Selenium – selenium deficiency can increase the effects of iodine deficiency. Iodine is essential for the synthesis of thyroid hormone, but selenium-dependent enzymes (iodothyronine deiodinases) are also required for the conversion of thyroxine (T4) to the biologically active thyroid hormone, triiodothyronine (T3).

Vitamin A and Iron – deficiencies of vitamin A or iron may also increase the effects of iodine deficiency.

Functions in the Body

Iodine is an essential component of the thyroid hormones, triiodothyronine (T3) and thyroxine (T4) and is therefore essential for normal thyroid function. To meet the body's demand for thyroid hormones, the thyroid gland traps iodine from the blood and converts it into thyroid hormones that are stored and released into the circulation when needed. In target tissues, such as the liver and the brain, T3, the physiologically active thyroid hormone, can bind to thyroid receptors in the nuclei of cells and regulate gene expression. T4, the most abundant circulating thyroid hormone, can be converted to T3 by enzymes known as deiodinases in target tissues. In this manner, thyroid hormones regulate a number of physiological processes, including growth, development, metabolism, and reproductive function.

Deficiency

Iodine deficiency is now accepted as the most common cause of preventable brain damage in the world. According to the World Health Organization (WHO), iodine deficiency disorders (IDD) affect 740 million people throughout the world, and nearly 50 million people suffer from some degree of IDD-related brain damage. Major international efforts have produced dramatic improvements in the correction of iodine deficiency in the 1990's mainly through the use of iodized salt and iodized vegetable oil in iodine deficient countries.

Thyroid enlargement, or goiter, is one of the earliest and most visible signs of iodine deficiency. The thyroid enlarges in response to persistent stimulation by TSH. In mild iodine deficiency, this adaptation response may be enough to provide the body with sufficient thyroid hormone. However, more severe cases of iodine deficiency result in hypothyroidism. Adequate iodine intake will generally reduce the size of goiters, but the reversibility of the effects of hypothyroidism depends on an individual's stage of development.

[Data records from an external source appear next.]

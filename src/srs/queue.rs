//! 到期队列构建

use std::collections::HashMap;

use chrono::{DateTime, Local, TimeZone, Utc};
use serde::Serialize;

use crate::constants::{MILLIS_PER_MINUTE, NEVER_REVIEWED_PRIORITY};
use crate::store::operations::card_states::CardStateRecord;
use crate::store::operations::cards::Card;
use crate::store::{Store, StoreError};

#[derive(Debug, Clone, PartialEq, Serialize)]
#[serde(rename_all = "camelCase")]
pub struct DueEntry {
    pub card: Card,
    /// 0 for never-reviewed cards and remediation inserts.
    pub due_at_ms: i64,
    pub priority: i64,
}

impl DueEntry {
    pub fn card_id(&self) -> &str {
        &self.card.card_id
    }

    pub fn topic(&self) -> Option<&str> {
        self.card.topic.as_deref()
    }
}

#[derive(Debug, Clone, Copy, Default, PartialEq, Eq, Serialize)]
#[serde(rename_all = "camelCase")]
pub struct DueCounts {
    pub overdue: usize,
    pub today: usize,
    pub total: usize,
}

/// 23:59:59.999 of `now`'s local calendar day.
pub fn end_of_local_day(now: DateTime<Utc>) -> DateTime<Utc> {
    let local_date = now.with_timezone(&Local).date_naive();
    local_date
        .and_hms_milli_opt(23, 59, 59, 999)
        .and_then(|naive| Local.from_local_datetime(&naive).latest())
        .map(|dt| dt.with_timezone(&Utc))
        .unwrap_or(now)
}

fn states_by_card(states: Vec<CardStateRecord>) -> HashMap<String, CardStateRecord> {
    states
        .into_iter()
        .map(|state| (state.card_id.clone(), state))
        .collect()
}

fn due_at_ms(state: Option<&CardStateRecord>) -> i64 {
    state.and_then(CardStateRecord::due_at_ms).unwrap_or(0)
}

/// Orders `cards` into a due queue. Cards are due when never reviewed or
/// due by the end of the local day; never-reviewed cards come first, then
/// by minutes overdue. Ties keep `cards` order.
pub fn due_queue_from(
    cards: Vec<Card>,
    states: Vec<CardStateRecord>,
    now: DateTime<Utc>,
) -> Vec<DueEntry> {
    let states = states_by_card(states);
    let now_ms = now.timestamp_millis();
    let end_ms = end_of_local_day(now).timestamp_millis();

    let mut queue: Vec<DueEntry> = cards
        .into_iter()
        .filter_map(|card| {
            let due_at_ms = due_at_ms(states.get(&card.card_id));
            let never_reviewed = due_at_ms == 0;
            if !never_reviewed && due_at_ms > end_ms {
                return None;
            }
            let priority = if never_reviewed {
                NEVER_REVIEWED_PRIORITY
            } else {
                let overdue_minutes = (now_ms - due_at_ms) as f64 / MILLIS_PER_MINUTE as f64;
                (overdue_minutes.round() as i64).clamp(0, NEVER_REVIEWED_PRIORITY)
            };
            Some(DueEntry {
                card,
                due_at_ms,
                priority,
            })
        })
        .collect();

    queue.sort_by(|a, b| b.priority.cmp(&a.priority));
    queue
}

pub fn build_due_queue(
    store: &Store,
    dataset_id: &str,
    now: DateTime<Utc>,
) -> Result<Vec<DueEntry>, StoreError> {
    let cards = store.list_cards(dataset_id)?;
    let states = store.list_card_states(dataset_id)?;
    let queue = due_queue_from(cards, states, now);
    tracing::debug!(dataset_id, due = queue.len(), "Due queue built");
    Ok(queue)
}

/// Never-reviewed cards count as overdue.
pub fn count_due(store: &Store, dataset_id: &str, now: DateTime<Utc>) -> Result<DueCounts, StoreError> {
    let cards = store.list_cards(dataset_id)?;
    let states = states_by_card(store.list_card_states(dataset_id)?);
    let now_ms = now.timestamp_millis();
    let end_ms = end_of_local_day(now).timestamp_millis();

    let mut counts = DueCounts {
        total: cards.len(),
        ..DueCounts::default()
    };
    for card in &cards {
        let due = due_at_ms(states.get(&card.card_id));
        if due == 0 || due <= now_ms {
            counts.overdue += 1;
        } else if due <= end_ms {
            counts.today += 1;
        }
    }
    Ok(counts)
}

#[cfg(test)]
mod tests {
    use chrono::Duration;
    use tempfile::tempdir;

    use super::*;

    fn card(card_id: &str) -> Card {
        Card {
            dataset_id: "d1".to_string(),
            card_id: card_id.to_string(),
            topic: None,
            question: format!("q {card_id}"),
            answers: vec!["a".to_string()],
            explanation: None,
            tags: vec![],
            created_at: None,
            updated_at: None,
        }
    }

    fn state(card_id: &str, due_at: DateTime<Utc>) -> CardStateRecord {
        CardStateRecord {
            dataset_id: "d1".to_string(),
            card_id: card_id.to_string(),
            stability: Some(1.0),
            difficulty: Some(5.0),
            last_review_at: Some(due_at - Duration::days(1)),
            due_at: Some(due_at),
            reps: 1,
            lapses: 0,
            last_rating: Some(3),
            last_response_ms: None,
        }
    }

    #[test]
    fn never_reviewed_first_then_most_overdue() {
        let now = Utc::now();
        let cards = vec![card("a"), card("b"), card("c"), card("d")];
        let states = vec![
            state("a", now - Duration::minutes(5)),
            state("b", now - Duration::hours(2)),
            state("d", now + Duration::days(3)),
        ];

        let queue = due_queue_from(cards, states, now);
        let ids: Vec<&str> = queue.iter().map(DueEntry::card_id).collect();
        assert_eq!(ids, vec!["c", "b", "a"]);
        assert_eq!(queue[0].priority, NEVER_REVIEWED_PRIORITY);
        assert_eq!(queue[0].due_at_ms, 0);
        assert_eq!(queue[1].priority, 120);
        assert_eq!(queue[2].priority, 5);
    }

    #[test]
    fn nothing_beyond_end_of_day() {
        let now = Utc::now();
        let end = end_of_local_day(now);
        let states = vec![
            state("a", end),
            state("b", end + Duration::milliseconds(1)),
        ];
        let queue = due_queue_from(vec![card("a"), card("b")], states, now);
        assert_eq!(queue.len(), 1);
        assert_eq!(queue[0].card_id(), "a");
        assert_eq!(queue[0].priority, 0);
    }

    #[test]
    fn counts_split_overdue_today_total() {
        let dir = tempdir().unwrap();
        let store = Store::open(dir.path().join("db").to_str().unwrap()).unwrap();
        let now = Utc::now();
        let end = end_of_local_day(now);
        for id in ["a", "b", "c", "d"] {
            store.put_card(&card(id)).unwrap();
        }
        store.put_card_state(&state("a", now - Duration::hours(1))).unwrap();
        store.put_card_state(&state("c", now + Duration::days(2))).unwrap();
        if end > now + Duration::milliseconds(1) {
            store.put_card_state(&state("d", end)).unwrap();
        } else {
            store.put_card_state(&state("d", now + Duration::days(2))).unwrap();
        }

        let counts = count_due(&store, "d1", now).unwrap();
        assert_eq!(counts.total, 4);
        assert_eq!(counts.overdue, 2);
        assert_eq!(counts.today + counts.overdue, build_due_queue(&store, "d1", now).unwrap().len());
    }

    #[test]
    fn end_of_day_is_not_before_now() {
        let now = Utc::now();
        assert!(end_of_local_day(now) >= now);
        assert!(end_of_local_day(now) - now < Duration::days(1) + Duration::hours(2));
    }
}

Iodine deficiency has adverse effects in all stages of development, but is most damaging to the developing brain. In addition to regulating many aspects of growth and development, thyroid hormone is important for the development of the central nervous system, which is most active before and shortly after birth.

Toxicity

Acute iodine poisoning is rare and usually occurs only with doses of many grams. Symptoms of acute iodine poisoning include burning of the mouth, throat, and stomach, fever, nausea, vomiting, diarrhoea, a weak pulse, and coma.

It is rare for diets of natural foods to supply more than 2,000 µg of iodine/day, and most diets supply less than 1,000 µg/day. People living in the northern coastal regions of Japan, whose diets contain large amounts of seaweed, have been found to have iodine intakes ranging from 50,000 to 80,000 µg (50-80 mg) of iodine/day without noticeable site effects.

Regulation

The regulation of thyroid function is a complex process that involves the brain (hypothalamus) and pituitary gland. In response to thyrotropin-releasing hormone (TRH) secretion by the hypothalamus, the pituitary gland secretes thyroid-stimulating hormone (TSH), which stimulates iodine trapping, thyroid hormone synthesis, and release of T3 and T4 by the thyroid gland. The presence of adequate circulating T4 decreases the sensitivity of the pituitary gland to TRH, limiting its secretion of TSH. When circulating T4 levels decrease, the pituitary increases its secretion of TSH, resulting in increased iodine trapping, as well as increased production and release of T3 and T4. Iodine deficiency results in inadequate production of T4. In response to decreased blood levels of T4, the pituitary gland increases its output of TSH. Persistently elevated TSH levels may lead to hypertrophy (enlargement) of the thyroid gland, also known as goiter.